Some entries follow. Reproduce exactly the lines starting at the one with "fn write_network<W: Write>(mut" and stopping after the one with "let width = network.neighborhood_width();".

DATA RECORDS.
───

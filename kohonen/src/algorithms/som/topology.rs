#[cfg(test)]
#[path = "../../../tests/unit/algorithms/som/topology_test.rs"]
mod topology_test;

use super::{Dimension, GridTopology};
use crate::utils::{Float, SomError, SomResult};

/// A (row, column) pair of signed grid coordinates.
type Coordinate = (i64, i64);

/// A square grid where neurons are `sqrt(dr² + dc²)` apart.
#[derive(Clone, Debug, Default)]
pub struct SquareGrid {
    dimension: Option<Dimension>,
}

/// A square grid with rook (Manhattan) distance: `|dr| + |dc|`.
#[derive(Clone, Debug, Default)]
pub struct VonNeumannGrid {
    dimension: Option<Dimension>,
}

/// A square grid with king (Chebyshev) distance: `max(|dr|, |dc|)`.
#[derive(Clone, Debug, Default)]
pub struct MooreGrid {
    dimension: Option<Dimension>,
}

/// A square grid wrapped into a torus: each axis delta is `min(d, size - d)`.
#[derive(Clone, Debug, Default)]
pub struct ToroidalSquareGrid {
    dimension: Option<Dimension>,
}

/// A hexagonal grid where rows and columns are used directly as skewed axial coordinates.
#[derive(Clone, Debug, Default)]
pub struct SkewHexagonalGrid {
    dimension: Option<Dimension>,
}

/// A hexagonal grid where every other column is shifted by half a cell.
#[derive(Clone, Debug, Default)]
pub struct OffsetHexagonalGrid {
    dimension: Option<Dimension>,
}

/// A layout where neighbors are decided by weights instead of grid positions: neurons are
/// `sqrt(Σ (w0 - w1)²)` apart in the weight space.
#[derive(Clone, Debug, Default)]
pub struct WeightSpaceTopology {
    dimension: Option<Dimension>,
}

impl GridTopology for SquareGrid {
    fn configure(&mut self, dimension: Dimension) {
        self.dimension = Some(dimension);
    }

    fn distance(&self, neuron0: usize, neuron1: usize) -> SomResult<Float> {
        let ((r0, c0), (r1, c1), _) = get_coordinates(self.dimension, neuron0, neuron1)?;
        let (dr, dc) = ((r1 - r0) as Float, (c1 - c0) as Float);

        Ok((dr * dr + dc * dc).sqrt())
    }

    fn name(&self) -> &'static str {
        "SquareGrid"
    }
}

impl GridTopology for VonNeumannGrid {
    fn configure(&mut self, dimension: Dimension) {
        self.dimension = Some(dimension);
    }

    fn distance(&self, neuron0: usize, neuron1: usize) -> SomResult<Float> {
        let ((r0, c0), (r1, c1), _) = get_coordinates(self.dimension, neuron0, neuron1)?;

        Ok(((r1 - r0).abs() + (c1 - c0).abs()) as Float)
    }

    fn name(&self) -> &'static str {
        "VonNeumann"
    }
}

impl GridTopology for MooreGrid {
    fn configure(&mut self, dimension: Dimension) {
        self.dimension = Some(dimension);
    }

    fn distance(&self, neuron0: usize, neuron1: usize) -> SomResult<Float> {
        let ((r0, c0), (r1, c1), _) = get_coordinates(self.dimension, neuron0, neuron1)?;

        Ok((r1 - r0).abs().max((c1 - c0).abs()) as Float)
    }

    fn name(&self) -> &'static str {
        "Moore"
    }
}

impl GridTopology for ToroidalSquareGrid {
    fn configure(&mut self, dimension: Dimension) {
        self.dimension = Some(dimension);
    }

    fn distance(&self, neuron0: usize, neuron1: usize) -> SomResult<Float> {
        let ((r0, c0), (r1, c1), dimension) = get_coordinates(self.dimension, neuron0, neuron1)?;

        let wrap = |delta: i64, size: usize| {
            let delta = delta.abs();
            delta.min(size as i64 - delta) as Float
        };

        let dr = wrap(r1 - r0, dimension.height());
        let dc = wrap(c1 - c0, dimension.width());

        Ok((dr * dr + dc * dc).sqrt())
    }

    fn name(&self) -> &'static str {
        "ToroidalEuclideanSquare"
    }
}

impl GridTopology for SkewHexagonalGrid {
    fn configure(&mut self, dimension: Dimension) {
        self.dimension = Some(dimension);
    }

    fn distance(&self, neuron0: usize, neuron1: usize) -> SomResult<Float> {
        let ((r0, c0), (r1, c1), _) = get_coordinates(self.dimension, neuron0, neuron1)?;

        Ok(hex_distance(r1 - r0, c1 - c0))
    }

    fn name(&self) -> &'static str {
        "SkewHexagonalGrid"
    }
}

impl GridTopology for OffsetHexagonalGrid {
    fn configure(&mut self, dimension: Dimension) {
        self.dimension = Some(dimension);
    }

    fn distance(&self, neuron0: usize, neuron1: usize) -> SomResult<Float> {
        let ((r0, c0), (r1, c1), _) = get_coordinates(self.dimension, neuron0, neuron1)?;

        // convert offset columns into axial coordinates
        let (y0, y1) = (r0 - c0 / 2, r1 - c1 / 2);

        Ok(hex_distance(c1 - c0, y1 - y0))
    }

    fn name(&self) -> &'static str {
        "OffsetHexagonalGrid"
    }
}

impl GridTopology for WeightSpaceTopology {
    fn configure(&mut self, dimension: Dimension) {
        self.dimension = Some(dimension);
    }

    fn distance(&self, neuron0: usize, neuron1: usize) -> SomResult<Float> {
        get_coordinates(self.dimension, neuron0, neuron1)?;

        Err(SomError::IllegalState("weight space distance requires neuron weights".to_string()))
    }

    fn neuron_distance(&self, neuron0: usize, neuron1: usize, weights: &[Vec<Float>]) -> SomResult<Float> {
        get_coordinates(self.dimension, neuron0, neuron1)?;

        let (weights0, weights1) = match (weights.get(neuron0), weights.get(neuron1)) {
            (Some(weights0), Some(weights1)) => (weights0, weights1),
            _ => return Err(SomError::IndexRange { index: neuron0.max(neuron1), count: weights.len() }),
        };

        if weights0.len() != weights1.len() {
            return Err(SomError::LengthMismatch { left: weights0.len(), right: weights1.len() });
        }

        Ok(weights0.iter().zip(weights1.iter()).map(|(w0, w1)| (w0 - w1) * (w0 - w1)).sum::<Float>().sqrt())
    }

    fn name(&self) -> &'static str {
        "WeightSpace"
    }
}

/// Returns a distance on a hexagonal grid given axial coordinate deltas. Zero counts as positive.
fn hex_distance(dx: i64, dy: i64) -> Float {
    let distance = if (dx >= 0) == (dy >= 0) { (dx + dy).abs() } else { dx.abs().max(dy.abs()) };

    distance as Float
}

/// Validates both neuron indices and converts them into grid coordinates.
fn get_coordinates(
    dimension: Option<Dimension>,
    neuron0: usize,
    neuron1: usize,
) -> SomResult<(Coordinate, Coordinate, Dimension)> {
    let count = dimension.map_or(0, |dimension| dimension.area());

    let dimension = match dimension {
        Some(dimension) if neuron0 < count && neuron1 < count => dimension,
        _ => return Err(SomError::IndexRange { index: if neuron0 >= count { neuron0 } else { neuron1 }, count }),
    };

    let to_coordinate = |index: usize| {
        let (row, col) = dimension.to_coordinate(index);
        (row as i64, col as i64)
    };

    Ok((to_coordinate(neuron0), to_coordinate(neuron1), dimension))
}
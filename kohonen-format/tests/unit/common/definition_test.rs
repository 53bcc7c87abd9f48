use super::*;

fn simple(name: &str, parameters: &str) -> WidthDefinition {
    WidthDefinition::Simple(StrategyDefinition::new(name, parameters))
}

#[test]
fn can_parse_strategy_definition() {
    assert_eq!(
        StrategyDefinition::parse("  HyperbolicLearningRateFunction   0.8 0.1 "),
        Ok(StrategyDefinition::new("HyperbolicLearningRateFunction", "0.8 0.1"))
    );
    assert_eq!(StrategyDefinition::parse("SquareGrid"), Ok(StrategyDefinition::new("SquareGrid", "")));
    assert!(matches!(StrategyDefinition::parse("   "), Err(SomError::Configuration(_))));
}

#[test]
fn can_parse_strategy_definition_with_expected_iterations() {
    assert_eq!(
        StrategyDefinition::parse("HyperbolicLearningRateFunction 0.8 0.1 of 10"),
        Ok(StrategyDefinition::new("HyperbolicLearningRateFunction", "0.8 0.1").with_expected_iterations(Some(10)))
    );
    assert!(matches!(StrategyDefinition::parse("LinearDecayNeighborhoodWidthFunction 2 of -1"), Err(SomError::Parse(_))));
}

#[test]
fn can_create_simple_width_with_own_expected_iterations() {
    let definition = WidthDefinition::Simple(
        StrategyDefinition::new("LinearDecayNeighborhoodWidthFunction", "4").with_expected_iterations(Some(10)),
    );

    let width = definition.create(1000).unwrap();

    assert_eq!(width.expected_iterations(), Some(10));
    assert_eq!(width.width(5), 2.);
}

#[test]
fn can_create_learning_rate_with_own_expected_iterations() {
    let scaled = StrategyDefinition::new("ExponentialDecayLearningRateFunction", "1").with_expected_iterations(Some(5));
    let unscaled = StrategyDefinition::new("ExponentialDecayLearningRateFunction", "1");

    assert_eq!(scaled.to_learning_rate().unwrap().expected_iterations(), Some(5));
    assert_eq!(unscaled.to_learning_rate().unwrap().expected_iterations(), None);
}

#[test]
fn can_create_compound_width_with_scaled_stages() {
    let definition = WidthDefinition::Compound {
        stages: vec![
            StageDefinition {
                start_at: 0,
                expected_iterations: Some(50),
                width: simple("LinearDecayNeighborhoodWidthFunction", "4"),
            },
            StageDefinition {
                start_at: 50,
                expected_iterations: None,
                width: simple("ExponentialDecayNeighborhoodWidth", "2"),
            },
        ],
    };

    let width = definition.create(200).unwrap();

    assert_eq!(width.name(), "CompoundNeighborhood");
    assert_eq!(width.width(25), 2.);
    let stages = width.stages();
    assert_eq!(stages.len(), 2);
    assert_eq!(stages[0].1.expected_iterations(), Some(50));
    assert_eq!(stages[1].1.expected_iterations(), Some(200));
}

parameterized_test! {can_reject_invalid_compound_width, stages, {
    let result = WidthDefinition::Compound { stages }.create(100);

    assert!(matches!(result, Err(SomError::Configuration(_))));
}}

can_reject_invalid_compound_width! {
    case01_empty: vec![],
    case02_not_starting_at_zero: vec![StageDefinition {
        start_at: 5,
        expected_iterations: None,
        width: simple("ConstantNeighborhoodWidthFunction", "1"),
    }],
    case03_not_increasing: vec![
        StageDefinition { start_at: 0, expected_iterations: None, width: simple("ConstantNeighborhoodWidthFunction", "2") },
        StageDefinition { start_at: 0, expected_iterations: None, width: simple("ConstantNeighborhoodWidthFunction", "1") },
    ],
}

#[test]
fn can_describe_nested_compound_width() {
    let mut inner = CompoundNeighborhoodWidth::new(Box::new(ConstantNeighborhoodWidth::new(2.)));
    inner.add_neighborhood(10, Box::new(ConstantNeighborhoodWidth::new(1.))).unwrap();
    let mut outer = CompoundNeighborhoodWidth::new(Box::new(GaussianNeighborhoodWidth::new(3.)));
    outer.add_neighborhood(5, Box::new(inner)).unwrap();

    let definition = WidthDefinition::describe(&outer);

    assert_eq!(
        definition,
        WidthDefinition::Compound {
            stages: vec![
                StageDefinition {
                    start_at: 0,
                    expected_iterations: None,
                    width: simple("GaussianNeighborhoodWidthFunction", "3")
                },
                StageDefinition {
                    start_at: 5,
                    expected_iterations: None,
                    width: WidthDefinition::Compound {
                        stages: vec![
                            StageDefinition {
                                start_at: 0,
                                expected_iterations: None,
                                width: simple("ConstantNeighborhoodWidthFunction", "2")
                            },
                            StageDefinition {
                                start_at: 10,
                                expected_iterations: None,
                                width: simple("ConstantNeighborhoodWidthFunction", "1")
                            },
                        ]
                    }
                },
            ]
        }
    );
}

#[test]
fn can_fill_missing_strategies_with_defaults() {
    let dimension = Dimension::new(4, 4).unwrap();
    let definitions = StrategyDefinitions {
        grid_topology: Some(StrategyDefinition::new("Moore", "")),
        ..StrategyDefinitions::default()
    };

    let strategies = definitions.create_strategies(Strategies::for_type(MapType::Customizable, dimension), 10).unwrap();

    assert_eq!(strategies.grid_topology.name(), "Moore");
    assert_eq!(strategies.distance_metric.name(), "EuclideanDistanceMetric");
    assert!(!definitions.is_empty());
    assert!(StrategyDefinitions::default().is_empty());
}
#[cfg(test)]
#[path = "../../tests/unit/text/writer_test.rs"]
mod writer_test;

use crate::common::WidthDefinition;
use kohonen::algorithms::som::{MapType, Network};
use kohonen::utils::{Float, SomResult};
use std::io::{BufWriter, Error, Write};

/// A trait to write a map in the text format.
pub trait SomMapWriter<W: Write> {
    /// Writes a map: weights are formatted to be read back exactly.
    fn write_som(&self, writer: BufWriter<W>) -> SomResult<()>;
}

impl<W: Write> SomMapWriter<W> for Network {
    fn write_som(&self, writer: BufWriter<W>) -> SomResult<()> {
        write_network(writer, self)?;

        Ok(())
    }
}

fn write_network<W: Write>(mut writer: BufWriter<W>, network: &Network) -> Result<(), Error> {
    let dimension = network.dimension();

    writeln!(writer, "Map type: {}", network.map_type())?;
    writeln!(writer, "Grid dimensions: {}, {}", dimension.width(), dimension.height())?;
    writeln!(writer, "Input length: {}", network.input_length())?;
    writeln!(writer, "Iterations: {} of {}", network.time(), network.expected_iterations())?;

    if network.map_type() == MapType::Customizable {
        write_strategies(&mut writer, network)?;
    }

    writeln!(writer, "Weights:")?;
    network.weights().iter().try_for_each(|weights| writeln!(writer, "\t{}", format_weights(weights)))?;
    writeln!(writer, "end weights")?;

    writer.flush()
}

fn write_strategies<W: Write>(writer: &mut BufWriter<W>, network: &Network) -> Result<(), Error> {
    let distance_metric = network.distance_metric();
    let learning_rate = network.learning_rate();
    let width = network.neighborhood_width();
    let membership = network.neighborhood_membership();
    // NOTE a schedule keeps its own expected iterations when it was scaled before it was set
    let own_schedule = |expected_iterations: Option<usize>| {
        expected_iterations.filter(|&expected_iterations| expected_iterations != network.expected_iterations())
    };

    writeln!(writer, "Distance metric: {}", distance_metric.name())?;
    writeln!(
        writer,
        "Learning rate function: {}",
        format_strategy(
            learning_rate.name(),
            &learning_rate.parameters(),
            own_schedule(learning_rate.expected_iterations())
        )
    )?;

    write!(writer, "Neighborhood width function: ")?;
    write_width(writer, &WidthDefinition::describe(width), own_schedule(width.expected_iterations()), 0)?;

    writeln!(
        writer,
        "Neighborhood membership function: {}",
        format_strategy(membership.name(), &membership.parameters(), None)
    )?;
    writeln!(writer, "Neighborhood scaling: {}", network.is_neighborhood_scaling())?;
    writeln!(writer, "Grid type: {}", network.grid_topology().name())
}

fn write_width<W: Write>(
    writer: &mut BufWriter<W>,
    definition: &WidthDefinition,
    expected_iterations: Option<usize>,
    depth: usize,
) -> Result<(), Error> {
    match definition {
        WidthDefinition::Simple(definition) => {
            writeln!(writer, "{}", format_strategy(&definition.name, &definition.parameters, expected_iterations))
        }
        WidthDefinition::Compound { stages } => {
            writeln!(writer, "CompoundNeighborhood begin")?;

            let indent = "\t".repeat(depth + 1);
            stages.iter().try_for_each(|stage| {
                match stage.expected_iterations {
                    Some(expected_iterations) => {
                        write!(writer, "{indent}{} of {expected_iterations}: ", stage.start_at)?
                    }
                    None => write!(writer, "{indent}{}: ", stage.start_at)?,
                }

                // NOTE stage's expected iterations are already written on the stage line
                write_width(writer, &stage.width, None, depth + 1)
            })?;

            writeln!(writer, "{}end", "\t".repeat(depth))
        }
    }
}

fn format_strategy(name: &str, parameters: &str, expected_iterations: Option<usize>) -> String {
    let strategy = if parameters.is_empty() { name.to_string() } else { format!("{name} {parameters}") };

    match expected_iterations {
        Some(expected_iterations) => format!("{strategy} of {expected_iterations}"),
        None => strategy,
    }
}

fn format_weights(weights: &[Float]) -> String {
    weights.iter().map(|weight| weight.to_string()).collect::<Vec<_>>().join(", ")
}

───

FINISHED EXERCISE.
fn write_network<W: Write>(mut writer: BufWriter<W>, network: &Network) -> Result<(), Error> {
    let dimension = network.dimension();

    writeln!(writer, "Map type: {}", network.map_type())?;
    writeln!(writer, "Grid dimensions: {}, {}", dimension.width(), dimension.height())?;
    writeln!(writer, "Input length: {}", network.input_length())?;
    writeln!(writer, "Iterations: {} of {}", network.time(), network.expected_iterations())?;

    if network.map_type() == MapType::Customizable {
        write_strategies(&mut writer, network)?;
    }

    writeln!(writer, "Weights:")?;
    network.weights().iter().try_for_each(|weights| writeln!(writer, "\t{}", format_weights(weights)))?;
    writeln!(writer, "end weights")?;

    writer.flush()
}

fn write_strategies<W: Write>(writer: &mut BufWriter<W>, network: &Network) -> Result<(), Error> {
    let distance_metric = network.distance_metric();
    let learning_rate = network.learning_rate();
    let width = network.neighborhood_width();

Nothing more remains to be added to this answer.